• Aim of the task
Below is a block of records. Copy every line in it that contains the word "ArrowLineString".

===== Dataset =====

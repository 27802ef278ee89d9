use crate::error::Result;
use crate::{
    ArrowLineString, BoundingBox, Circle, GeometryCollection, GeometryType, LineString,
    LinearRing, MultiLineString, MultiPoint, MultiPolygon, Point, Point3d, Polygon, Raster,
};

#[cfg(feature = "serde")]
use serde::{Deserialize, Serialize};

/// Capabilities shared by all geometries.
pub trait Geometry {
    /// Kind of the geometry.
    fn geometry_type(&self) -> GeometryType;

    /// Whether the geometry has no content (no coordinates, vertices or non-empty members).
    fn is_empty(&self) -> bool;

    /// Smallest axis-aligned rectangle that contains the geometry. `None` for empty geometries.
    fn bounding_box(&self) -> Option<BoundingBox>;

    /// Shortest distance from the `point` to the geometry.
    ///
    /// Fails with [`GeometryError::EmptyGeometry`](crate::GeometryError::EmptyGeometry) if either the geometry or the
    /// point is empty.
    fn distance(&self, point: &Point) -> Result<f64>;

    /// Whether the `point` is inside the geometry (or on it, for points and curves). Empty geometries contain nothing.
    ///
    /// Fails with [`GeometryError::EmptyGeometry`](crate::GeometryError::EmptyGeometry) if the point is empty.
    fn contains(&self, point: &Point) -> Result<bool>;

    /// Bounding box converted into a polygon with a closed 5-vertex exterior ring.
    fn envelope(&self) -> Option<Polygon> {
        self.bounding_box().map(|bbox| bbox.to_polygon())
    }
}

/// Affine transformations that produce new geometries.
pub trait Transform: Sized {
    /// Rotates the geometry clockwise by `degrees` around the `center`.
    fn rotate(&self, degrees: f64, center: &Point) -> Result<Self>;

    /// Translates the geometry by `(dx, dy)`.
    fn offset(&self, dx: f64, dy: f64) -> Result<Self>;
}

/// Any of the geometries of the crate.
#[derive(Debug, Clone, PartialEq)]
#[cfg_attr(feature = "serde", derive(Serialize, Deserialize))]
pub enum Geom {
    /// 2d point.
    Point(Point),
    /// 3d point.
    Point3d(Point3d),
    /// Line string.
    LineString(LineString),
    /// Linear ring.
    LinearRing(LinearRing),
    /// Polygon.
    Polygon(Polygon),
    /// Circle.
    Circle(Circle),
    /// Arrow.
    ArrowLineString(ArrowLineString),
    /// Multipoint.
    MultiPoint(MultiPoint),
    /// Multi line string.
    MultiLineString(MultiLineString),
    /// Multipolygon.
    MultiPolygon(MultiPolygon),
    /// Geometry collection.
    GeometryCollection(GeometryCollection),
    /// Raster.
    Raster(Raster),
}

impl Geometry for Geom {
    fn geometry_type(&self) -> GeometryType {
        match self {
            Geom::Point(v) => v.geometry_type(),
            Geom::Point3d(v) => v.geometry_type(),
            Geom::LineString(v) => v.geometry_type(),
            Geom::LinearRing(v) => v.geometry_type(),
            Geom::Polygon(v) => v.geometry_type(),
            Geom::Circle(v) => v.geometry_type(),
            Geom::ArrowLineString(v) => v.geometry_type(),
            Geom::MultiPoint(v) => v.geometry_type(),
            Geom::MultiLineString(v) => v.geometry_type(),
            Geom::MultiPolygon(v) => v.geometry_type(),
            Geom::GeometryCollection(v) => v.geometry_type(),
            Geom::Raster(v) => v.geometry_type(),
        }
    }

    fn is_empty(&self) -> bool {
        match self {
            Geom::Point(v) => Geometry::is_empty(v),
            Geom::Point3d(v) => Geometry::is_empty(v),
            Geom::LineString(v) => Geometry::is_empty(v),
            Geom::LinearRing(v) => Geometry::is_empty(v),
            Geom::Polygon(v) => Geometry::is_empty(v),
            Geom::Circle(v) => Geometry::is_empty(v),
            Geom::ArrowLineString(v) => Geometry::is_empty(v),
            Geom::MultiPoint(v) => Geometry::is_empty(v),
            Geom::MultiLineString(v) => Geometry::is_empty(v),
            Geom::MultiPolygon(v) => Geometry::is_empty(v),
            Geom::GeometryCollection(v) => Geometry::is_empty(v),
            Geom::Raster(v) => Geometry::is_empty(v),
        }
    }

    fn bounding_box(&self) -> Option<BoundingBox> {
        match self {
            Geom::Point(v) => v.bounding_box(),
            Geom::Point3d(v) => v.bounding_box(),
            Geom::LineString(v) => v.bounding_box(),
            Geom::LinearRing(v) => v.bounding_box(),
            Geom::Polygon(v) => v.bounding_box(),
            Geom::Circle(v) => v.bounding_box(),
            Geom::ArrowLineString(v) => v.bounding_box(),
            Geom::MultiPoint(v) => v.bounding_box(),
            Geom::MultiLineString(v) => v.bounding_box(),
            Geom::MultiPolygon(v) => v.bounding_box(),
            Geom::GeometryCollection(v) => v.bounding_box(),
            Geom::Raster(v) => v.bounding_box(),
        }
    }

    fn distance(&self, point: &Point) -> Result<f64> {
        match self {
            Geom::Point(v) => Geometry::distance(v, point),
            Geom::Point3d(v) => Geometry::distance(v, point),
            Geom::LineString(v) => v.distance(point),
            Geom::LinearRing(v) => v.distance(point),
            Geom::Polygon(v) => v.distance(point),
            Geom::Circle(v) => v.distance(point),
            Geom::ArrowLineString(v) => v.distance(point),
            Geom::MultiPoint(v) => v.distance(point),
            Geom::MultiLineString(v) => v.distance(point),
            Geom::MultiPolygon(v) => v.distance(point),
            Geom::GeometryCollection(v) => v.distance(point),
            Geom::Raster(v) => v.distance(point),
        }
    }

    fn contains(&self, point: &Point) -> Result<bool> {
        match self {
            Geom::Point(v) => v.contains(point),
            Geom::Point3d(v) => v.contains(point),
            Geom::LineString(v) => v.contains(point),
            Geom::LinearRing(v) => v.contains(point),
            Geom::Polygon(v) => v.contains(point),
            Geom::Circle(v) => v.contains(point),
            Geom::ArrowLineString(v) => v.contains(point),
            Geom::MultiPoint(v) => v.contains(point),
            Geom::MultiLineString(v) => v.contains(point),
            Geom::MultiPolygon(v) => v.contains(point),
            Geom::GeometryCollection(v) => v.contains(point),
            Geom::Raster(v) => v.contains(point),
        }
    }
}

impl Transform for Geom {
    fn rotate(&self, degrees: f64, center: &Point) -> Result<Self> {
        Ok(match self {
            Geom::Point(v) => Geom::Point(Transform::rotate(v, degrees, center)?),
            Geom::Point3d(v) => Geom::Point3d(Transform::rotate(v, degrees, center)?),
            Geom::LineString(v) => Geom::LineString(v.rotate(degrees, center)?),
            Geom::LinearRing(v) => Geom::LinearRing(v.rotate(degrees, center)?),
            Geom::Polygon(v) => Geom::Polygon(v.rotate(degrees, center)?),
            Geom::Circle(v) => Geom::Circle(v.rotate(degrees, center)?),
            Geom::ArrowLineString(v) => Geom::ArrowLineString(v.rotate(degrees, center)?),
            Geom::MultiPoint(v) => Geom::MultiPoint(v.rotate(degrees, center)?),
            Geom::MultiLineString(v) => Geom::MultiLineString(v.rotate(degrees, center)?),
            Geom::MultiPolygon(v) => Geom::MultiPolygon(v.rotate(degrees, center)?),
            Geom::GeometryCollection(v) => Geom::GeometryCollection(v.rotate(degrees, center)?),
            Geom::Raster(v) => Geom::Raster(v.rotate(degrees, center)?),
        })
    }

    fn offset(&self, dx: f64, dy: f64) -> Result<Self> {
        Ok(match self {
            Geom::Point(v) => Geom::Point(Transform::offset(v, dx, dy)?),
            Geom::Point3d(v) => Geom::Point3d(Transform::offset(v, dx, dy)?),
            Geom::LineString(v) => Geom::LineString(v.offset(dx, dy)?),
            Geom::LinearRing(v) => Geom::LinearRing(v.offset(dx, dy)?),
            Geom::Polygon(v) => Geom::Polygon(v.offset(dx, dy)?),
            Geom::Circle(v) => Geom::Circle(v.offset(dx, dy)?),
            Geom::ArrowLineString(v) => Geom::ArrowLineString(v.offset(dx, dy)?),
            Geom::MultiPoint(v) => Geom::MultiPoint(v.offset(dx, dy)?),
            Geom::MultiLineString(v) => Geom::MultiLineString(v.offset(dx, dy)?),
            Geom::MultiPolygon(v) => Geom::MultiPolygon(v.offset(dx, dy)?),
            Geom::GeometryCollection(v) => Geom::GeometryCollection(v.offset(dx, dy)?),
            Geom::Raster(v) => Geom::Raster(v.offset(dx, dy)?),
        })
    }
}

impl From<Point> for Geom {
    fn from(value: Point) -> Self {
        Self::Point(value)
    }
}

impl From<Point3d> for Geom {
    fn from(value: Point3d) -> Self {
        Self::Point3d(value)
    }
}

impl From<LineString> for Geom {
    fn from(value: LineString) -> Self {
        Self::LineString(value)
    }
}

impl From<LinearRing> for Geom {
    fn from(value: LinearRing) -> Self {
        Self::LinearRing(value)
    }
}

impl From<Polygon> for Geom {
    fn from(value: Polygon) -> Self {
        Self::Polygon(value)
    }
}

impl From<Circle> for Geom {
    fn from(value: Circle) -> Self {
        Self::Circle(value)
    }
}

impl From<ArrowLineString> for Geom {
    fn from(value: ArrowLineString) -> Self {
        Self::ArrowLineString(value)
    }
}

impl From<MultiPoint> for Geom {
    fn from(value: MultiPoint) -> Self {
        Self::MultiPoint(value)
    }
}

impl From<MultiLineString> for Geom {
    fn from(value: MultiLineString) -> Self {
        Self::MultiLineString(value)
    }
}

impl From<MultiPolygon> for Geom {
    fn from(value: MultiPolygon) -> Self {
        Self::MultiPolygon(value)
    }
}

impl From<GeometryCollection> for Geom {
    fn from(value: GeometryCollection) -> Self {
        Self::GeometryCollection(value)
    }
}

impl From<Raster> for Geom {
    fn from(value: Raster) -> Self {
        Self::Raster(value)
    }
}

impl Geometry for Point {
    fn geometry_type(&self) -> GeometryType {
        GeometryType::Point
    }

    fn is_empty(&self) -> bool {
        Point::is_empty(self)
    }

    fn bounding_box(&self) -> Option<BoundingBox> {
        self.try_coord().map(BoundingBox::from_coord)
    }

    fn distance(&self, point: &Point) -> Result<f64> {
        Point::distance(self, point)
    }

    fn contains(&self, point: &Point) -> Result<bool> {
        let coord = point.coord()?;
        Ok(self.try_coord() == Some(coord))
    }
}

impl Transform for Point {
    fn rotate(&self, degrees: f64, center: &Point) -> Result<Self> {
        Point::rotate(self, degrees, center)
    }

    fn offset(&self, dx: f64, dy: f64) -> Result<Self> {
        Point::offset(self, dx, dy)
    }
}

impl Geometry for Point3d {
    fn geometry_type(&self) -> GeometryType {
        GeometryType::Point3d
    }

    fn is_empty(&self) -> bool {
        Point3d::is_empty(self)
    }

    fn bounding_box(&self) -> Option<BoundingBox> {
        self.as_point().bounding_box()
    }

    fn distance(&self, point: &Point) -> Result<f64> {
        Point3d::distance(self, point)
    }

    fn contains(&self, point: &Point) -> Result<bool> {
        self.as_point().contains(point)
    }
}

impl Transform for Point3d {
    fn rotate(&self, degrees: f64, center: &Point) -> Result<Self> {
        Point3d::rotate(self, degrees, center)
    }

    fn offset(&self, dx: f64, dy: f64) -> Result<Self> {
        Point3d::offset(self, dx, dy)
    }
}
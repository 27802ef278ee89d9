use crate::error::{GeometryError, Result};
use crate::{BoundingBox, Coord, Curve, Geometry, GeometryType, Point, Transform};

#[cfg(feature = "serde")]
use serde::{Deserialize, Serialize};

/// Ordered sequence of vertices connected with straight segments.
///
/// A line string with zero or one vertex is degenerate: its length is zero. A line string without vertices is empty
/// and has no start or end point.
#[derive(Debug, Default, Clone, PartialEq)]
#[cfg_attr(feature = "serde", derive(Serialize, Deserialize))]
pub struct LineString {
    vertices: Vec<Coord>,
}

impl LineString {
    /// Creates a new line string.
    pub fn new(vertices: Vec<Coord>) -> Self {
        Self { vertices }
    }

    /// Creates a line string from points. Fails if any of the points is empty.
    pub fn from_points<'a>(points: impl IntoIterator<Item = &'a Point>) -> Result<Self> {
        Ok(Self::new(
            points
                .into_iter()
                .map(Point::coord)
                .collect::<Result<Vec<_>>>()?,
        ))
    }

    /// Creates a line string from a flat array of ordinates `[x0, y0, x1, y1, ...]`.
    pub fn from_ordinates(ordinates: &[f64]) -> Result<Self> {
        if ordinates.len() % 2 != 0 {
            return Err(GeometryError::InvalidArgument(format!(
                "expected an even number of ordinates, got {}",
                ordinates.len()
            )));
        }

        Ok(Self::new(
            ordinates
                .chunks_exact(2)
                .map(|c| Coord::new(c[0], c[1]))
                .collect(),
        ))
    }

    /// Appends a vertex to the end.
    pub fn push(&mut self, vertex: Coord) {
        self.vertices.push(vertex);
    }

    /// Inserts a vertex at the `index` position. Fails if `index > num_vertices()`.
    pub fn insert(&mut self, index: usize, vertex: Coord) -> Result<()> {
        if index > self.vertices.len() {
            return Err(GeometryError::InvalidArgument(format!(
                "vertex index {index} is out of range"
            )));
        }

        self.vertices.insert(index, vertex);
        Ok(())
    }

    /// Replaces the vertex at `index`, returning the old value.
    pub fn set(&mut self, index: usize, vertex: Coord) -> Result<Coord> {
        let slot = self.vertices.get_mut(index).ok_or_else(|| {
            GeometryError::InvalidArgument(format!("vertex index {index} is out of range"))
        })?;
        Ok(std::mem::replace(slot, vertex))
    }

    /// Removes and returns the vertex at `index`.
    pub fn remove(&mut self, index: usize) -> Option<Coord> {
        (index < self.vertices.len()).then(|| self.vertices.remove(index))
    }

    /// Removes all vertices.
    pub fn clear(&mut self) {
        self.vertices.clear();
    }

    /// Returns a line string with vertices in reverse order.
    pub fn reversed(&self) -> Self {
        Self::new(self.vertices.iter().rev().copied().collect())
    }

    /// Consumes the line string returning its vertices.
    pub fn into_vertices(self) -> Vec<Coord> {
        self.vertices
    }

    pub(crate) fn map_vertices(&self, f: impl Fn(&Coord) -> Coord) -> Self {
        Self::new(self.vertices.iter().map(f).collect())
    }
}

impl Extend<Coord> for LineString {
    fn extend<T: IntoIterator<Item = Coord>>(&mut self, iter: T) {
        self.vertices.extend(iter);
    }
}

impl FromIterator<Coord> for LineString {
    fn from_iter<T: IntoIterator<Item = Coord>>(iter: T) -> Self {
        Self::new(iter.into_iter().collect())
    }
}

impl From<Vec<Coord>> for LineString {
    fn from(value: Vec<Coord>) -> Self {
        Self::new(value)
    }
}

impl Curve for LineString {
    fn vertices(&self) -> &[Coord] {
        &self.vertices
    }
}

impl Geometry for LineString {
    fn geometry_type(&self) -> GeometryType {
        GeometryType::LineString
    }

    fn is_empty(&self) -> bool {
        self.vertices.is_empty()
    }

    fn bounding_box(&self) -> Option<BoundingBox> {
        self.vertices_bounding_box()
    }

    fn distance(&self, point: &Point) -> Result<f64> {
        let coord = point.coord()?;
        self.distance_to_coord(&coord)
            .ok_or(GeometryError::EmptyGeometry)
    }

    fn contains(&self, point: &Point) -> Result<bool> {
        let coord = point.coord()?;
        Ok(self.distance_to_coord(&coord) == Some(0.0))
    }
}

impl Transform for LineString {
    fn rotate(&self, degrees: f64, center: &Point) -> Result<Self> {
        let center = center.coord()?;
        Ok(self.map_vertices(|v| v.rotate(degrees, &center)))
    }

    fn offset(&self, dx: f64, dy: f64) -> Result<Self> {
        Ok(self.map_vertices(|v| v.offset(dx, dy)))
    }
}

=====

• Solution for this exercise
    ArrowLineString, BoundingBox, Circle, GeometryCollection, GeometryType, LineString,
    ArrowLineString(ArrowLineString),
            Geom::ArrowLineString(v) => v.geometry_type(),
            Geom::ArrowLineString(v) => Geometry::is_empty(v),
            Geom::ArrowLineString(v) => v.bounding_box(),
            Geom::ArrowLineString(v) => v.distance(point),
            Geom::ArrowLineString(v) => v.contains(point),
            Geom::ArrowLineString(v) => Geom::ArrowLineString(v.rotate(degrees, center)?),
            Geom::ArrowLineString(v) => Geom::ArrowLineString(v.offset(dx, dy)?),
impl From<ArrowLineString> for Geom {
    fn from(value: ArrowLineString) -> Self {
        Self::ArrowLineString(value)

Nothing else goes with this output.